Mme Brigitte Klinkert, rapporteure pour avis. Les orientations budgétaires me semblent cohérentes avec la loi « immigration » du 26 janvier 2024, adoptée par le Parlement.

L’an dernier, déjà, vous aviez évoqué la question de l’allocation pour demandeur d’asile. Des économies sont réalisées, non pas en réduisant son montant mais bien en rationalisant notre organisation administrative. Par ailleurs, je précise que, contrairement à ce que vous avez indiqué, l’OFII ne bénéficiera que de 2 emplois supplémentaires.

M. Jean-Paul Lecoq (GDR). Dans ce cas, ne tenez pas compte de mon compliment final !

M. Kévin Pfeffer (RN). Cela fait cinquante ans que les Français subissent une immigration hors de contrôle qui bouleverse profondément les équilibres économiques, sociaux et culturels dans notre pays. En 2024, le nombre des étrangers présents sur notre sol a dépassé 6 millions, soit un bond de 400 000 en un an. Contrairement à vous, je ne qualifierais donc pas la politique de gestion des flux migratoires de rigoureuse.

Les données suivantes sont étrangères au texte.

//! In-memory store fixtures for engine and service tests.
//!
//! Faithful stand-ins for the real stores: the remote fixture keys rows
//! by identity exactly like the PostgreSQL tables, and both fixtures can
//! inject failures so the degrade paths are testable without a network.

use std::collections::{HashMap, HashSet};
use std::sync::atomic::{AtomicBool, Ordering};
use std::sync::Mutex;

use async_trait::async_trait;
use serde_json::Value as JsonValue;
use tokio::sync::mpsc;

use larder_core::{
    defaults, ChangeEvent, ChangeFeed, ChangeNotifier, Error, FeedGuard, Household, LocalStore,
    MealPlanItem, Recipe, RemoteStore, Result, UserProfile,
};

fn injected() -> Error {
    Error::Internal("injected failure".to_string())
}

// =============================================================================
// LOCAL STORE FIXTURE
// =============================================================================

#[derive(Default)]
struct LocalState {
    profile: Option<UserProfile>,
    recipes: Option<Vec<JsonValue>>,
    plan: Option<Vec<MealPlanItem>>,
    household: Option<Household>,
}

/// In-memory [`LocalStore`].
#[derive(Default)]
pub struct MemLocalStore {
    state: Mutex<LocalState>,
}

impl MemLocalStore {
    pub fn new() -> Self {
        Self::default()
    }

    fn lock(&self) -> std::sync::MutexGuard<'_, LocalState> {
        self.state.lock().expect("fixture lock poisoned")
    }

    /// Seed the recipes blob with raw payloads (e.g. legacy shapes).
    pub fn seed_raw_recipes(&self, payloads: Vec<JsonValue>) {
        self.lock().recipes = Some(payloads);
    }

    /// Seed the household pointer directly.
    pub fn seed_household(&self, household: Household) {
        self.lock().household = Some(household);
    }
}

#[async_trait]
impl LocalStore for MemLocalStore {
    async fn load_profile(&self) -> Result<Option<UserProfile>> {
        Ok(self.lock().profile.clone())
    }

    async fn store_profile(&self, profile: &UserProfile) -> Result<()> {
        self.lock().profile = Some(profile.clone());
        Ok(())
    }

    async fn load_recipes(&self) -> Result<Vec<JsonValue>> {
        Ok(self.lock().recipes.clone().unwrap_or_default())
    }

    async fn store_recipes(&self, recipes: &[Recipe]) -> Result<()> {
        let payloads = recipes
            .iter()
            .map(serde_json::to_value)
            .collect::<std::result::Result<Vec<_>, _>>()?;
        self.lock().recipes = Some(payloads);
        Ok(())
    }

    async fn load_plan(&self) -> Result<Vec<MealPlanItem>> {
        Ok(self.lock().plan.clone().unwrap_or_default())
    }

    async fn store_plan(&self, plan: &[MealPlanItem]) -> Result<()> {
        self.lock().plan = Some(plan.to_vec());
        Ok(())
    }

    async fn load_household(&self) -> Result<Option<Household>> {
        Ok(self.lock().household.clone())
    }

    async fn store_household(&self, household: &Household) -> Result<()> {
        self.lock().household = Some(household.clone());
        Ok(())
    }

    async fn clear_household(&self) -> Result<()> {
        self.lock().household = None;
        Ok(())
    }
}

// =============================================================================
// REMOTE STORE FIXTURE
// =============================================================================

#[derive(Default)]
struct RemoteState {
    households: HashMap<String, Household>,
    /// recipe id -> (household id, payload)
    recipes: HashMap<String, (String, JsonValue)>,
    /// plan id -> (household id, item)
    plans: HashMap<String, (String, MealPlanItem)>,
}

/// In-memory [`RemoteStore`] with failure injection.
#[derive(Default)]
pub struct MemRemoteStore {
    state: Mutex<RemoteState>,
    fail_reads: AtomicBool,
    fail_writes: AtomicBool,
    fail_upserts: AtomicBool,
}

impl MemRemoteStore {
    pub fn new() -> Self {
        Self::default()
    }

    fn lock(&self) -> std::sync::MutexGuard<'_, RemoteState> {
        self.state.lock().expect("fixture lock poisoned")
    }

    /// Make every read return an error.
    pub fn set_fail_reads(&self, fail: bool) {
        self.fail_reads.store(fail, Ordering::SeqCst);
    }

    /// Make every write return an error.
    pub fn set_fail_writes(&self, fail: bool) {
        self.fail_writes.store(fail, Ordering::SeqCst);
    }

    /// Make only upserts fail, leaving deletes working (partial-sync
    /// scenarios).
    pub fn set_fail_upserts(&self, fail: bool) {
        self.fail_upserts.store(fail, Ordering::SeqCst);
    }

    fn check_read(&self) -> Result<()> {
        if self.fail_reads.load(Ordering::SeqCst) {
            return Err(injected());
        }
        Ok(())
    }

    fn check_write(&self) -> Result<()> {
        if self.fail_writes.load(Ordering::SeqCst) {
            return Err(injected());
        }
        Ok(())
    }

    fn check_upsert(&self) -> Result<()> {
        self.check_write()?;
        if self.fail_upserts.load(Ordering::SeqCst) {
            return Err(injected());
        }
        Ok(())
    }

    /// Seed a household row without going through the directory.
    pub fn seed_household(&self, household: Household) {
        self.lock()
            .households
            .insert(household.id.clone(), household);
    }

    /// Overwrite a household row's display name.
    pub fn set_household_name(&self, id: &str, name: &str) {
        if let Some(household) = self.lock().households.get_mut(id) {
            household.name = name.to_string();
        }
    }

    /// Current display name of a household row (assertion helper).
    pub fn household_name_of(&self, id: &str) -> Option<String> {
        self.lock().households.get(id).map(|h| h.name.clone())
    }

    /// Seed a recipe row directly.
    pub fn seed_recipe(&self, household_id: &str, recipe: &Recipe) {
        let payload = serde_json::to_value(recipe).expect("fixture recipe serializes");
        self.lock().recipes.insert(
            recipe.id.clone(),
            (household_id.to_string(), payload),
        );
    }

    /// Current recipe identities in a household (assertion helper).
    pub fn recipe_ids_in(&self, household_id: &str) -> HashSet<String> {
        self.lock()
            .recipes
            .iter()
            .filter(|(_, (hh, _))| hh == household_id)
            .map(|(id, _)| id.clone())
            .collect()
    }

    /// Current plan identities in a household (assertion helper).
    pub fn plan_ids_in(&self, household_id: &str) -> HashSet<String> {
        self.lock()
            .plans
            .iter()
            .filter(|(_, (hh, _))| hh == household_id)
            .map(|(id, _)| id.clone())
            .collect()
    }
}

#[async_trait]
impl RemoteStore for MemRemoteStore {
    async fn insert_household(&self, household: &Household) -> Result<()> {
        self.check_write()?;
        self.lock()
            .households
            .insert(household.id.clone(), household.clone());
        Ok(())
    }

    async fn find_household_by_code(&self, code: &str) -> Result<Option<Household>> {
        self.check_read()?;
        Ok(self
            .lock()
            .households
            .values()
            .find(|h| h.code == code)
            .cloned())
    }

    async fn household_name(&self, id: &str) -> Result<Option<String>> {
        self.check_read()?;
        Ok(self.lock().households.get(id).map(|h| h.name.clone()))
    }

    async fn rename_household(&self, id: &str, name: &str) -> Result<()> {
        self.check_write()?;
        let mut state = self.lock();
        match state.households.get_mut(id) {
            Some(household) => {
                household.name = name.to_string();
                Ok(())
            }
            None => Err(Error::NotFound(format!("household {id}"))),
        }
    }

    async fn fetch_recipes(&self, household_id: &str) -> Result<Vec<JsonValue>> {
        self.check_read()?;
        Ok(self
            .lock()
            .recipes
            .values()
            .filter(|(hh, _)| hh == household_id)
            .map(|(_, payload)| payload.clone())
            .collect())
    }

    async fn recipe_ids(&self, household_id: &str) -> Result<HashSet<String>> {
        self.check_read()?;
        Ok(self.recipe_ids_in(household_id))
    }

    async fn upsert_recipes(&self, household_id: &str, recipes: &[Recipe]) -> Result<()> {
        self.check_upsert()?;
        let mut state = self.lock();
        for recipe in recipes {
            let payload = serde_json::to_value(recipe)?;
            state.recipes.insert(
                recipe.id.clone(),
                (household_id.to_string(), payload),
            );
        }
        Ok(())
    }

    async fn delete_recipes(&self, household_id: &str, ids: &[String]) -> Result<()> {
        self.check_write()?;
        let mut state = self.lock();
        for id in ids {
            if state
                .recipes
                .get(id)
                .is_some_and(|(hh, _)| hh == household_id)
            {
                state.recipes.remove(id);
            }
        }
        Ok(())
    }

    async fn fetch_plan(&self, household_id: &str) -> Result<Vec<MealPlanItem>> {
        self.check_read()?;
        Ok(self
            .lock()
            .plans
            .values()
            .filter(|(hh, _)| hh == household_id)
            .map(|(_, item)| item.clone())
            .collect())
    }

    async fn plan_ids(&self, household_id: &str) -> Result<HashSet<String>> {
        self.check_read()?;
        Ok(self.plan_ids_in(household_id))
    }

    async fn upsert_plan(&self, household_id: &str, items: &[MealPlanItem]) -> Result<()> {
        self.check_upsert()?;
        let mut state = self.lock();
        for item in items {
            state
                .plans
                .insert(item.id.clone(), (household_id.to_string(), item.clone()));
        }
        Ok(())
    }

    async fn delete_plan(&self, household_id: &str, ids: &[String]) -> Result<()> {
        self.check_write()?;
        let mut state = self.lock();
        for id in ids {
            if state
                .plans
                .get(id)
                .is_some_and(|(hh, _)| hh == household_id)
            {
                state.plans.remove(id);
            }
        }
        Ok(())
    }
}

// =============================================================================
// NOTIFIER FIXTURE
// =============================================================================

/// A [`ChangeNotifier`] whose events are pushed by the test.
#[derive(Default)]
pub struct ScriptedNotifier {
    senders: Mutex<Vec<mpsc::Sender<ChangeEvent>>>,
}

impl ScriptedNotifier {
    pub fn new() -> Self {
        Self::default()
    }

    /// Deliver an event to every open feed.
    pub async fn emit(&self, event: ChangeEvent) {
        let senders = self
            .senders
            .lock()
            .expect("fixture lock poisoned")
            .clone();
        for sender in senders {
            let _ = sender.send(event.clone()).await;
        }
    }
}

#[async_trait]
impl ChangeNotifier for ScriptedNotifier {
    async fn watch(&self, _household_id: &str) -> Result<ChangeFeed> {
        let (tx, rx) = mpsc::channel(defaults::CHANGE_FEED_CAPACITY);
        self.senders
            .lock()
            .expect("fixture lock poisoned")
            .push(tx);

        // Nothing to listen to; the guard just needs a task to own.
        let handle = tokio::spawn(std::future::pending::<()>());
        Ok(ChangeFeed::new(rx, FeedGuard::new(handle)))
    }
}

Quant à l’immigration illégale et clandestine, elle a, elle aussi, plus que doublé depuis 2015. Ce matin, M. Nuñez estimait à 700 000 le nombre des étrangers en situation irrégulière sur notre territoire ! Je ne dirais donc pas, contrairement à ce que vous écrivez dans votre rapport, que la lutte contre l’immigration irrégulière est plus efficace.

Loin d’être combattue, l’immigration illégale a souvent été et est encore encouragée par différentes politiques nationales beaucoup trop attractives : aide médicale de l’État – 1,2 milliard d’euros –, accords franco-algériens – 2 milliards d’euros –, aide juridique aux étrangers, hébergement des clandestins, prime d’activité, subventions aux associations, prestations sociales non contributives, etc. Soit plusieurs dizaines de milliards d’euros chaque année ! Les économies sont possibles et attendues ; vous ne pourrez pas mettre indéfiniment les Français à la diète budgétaire sans faire contribuer les étrangers.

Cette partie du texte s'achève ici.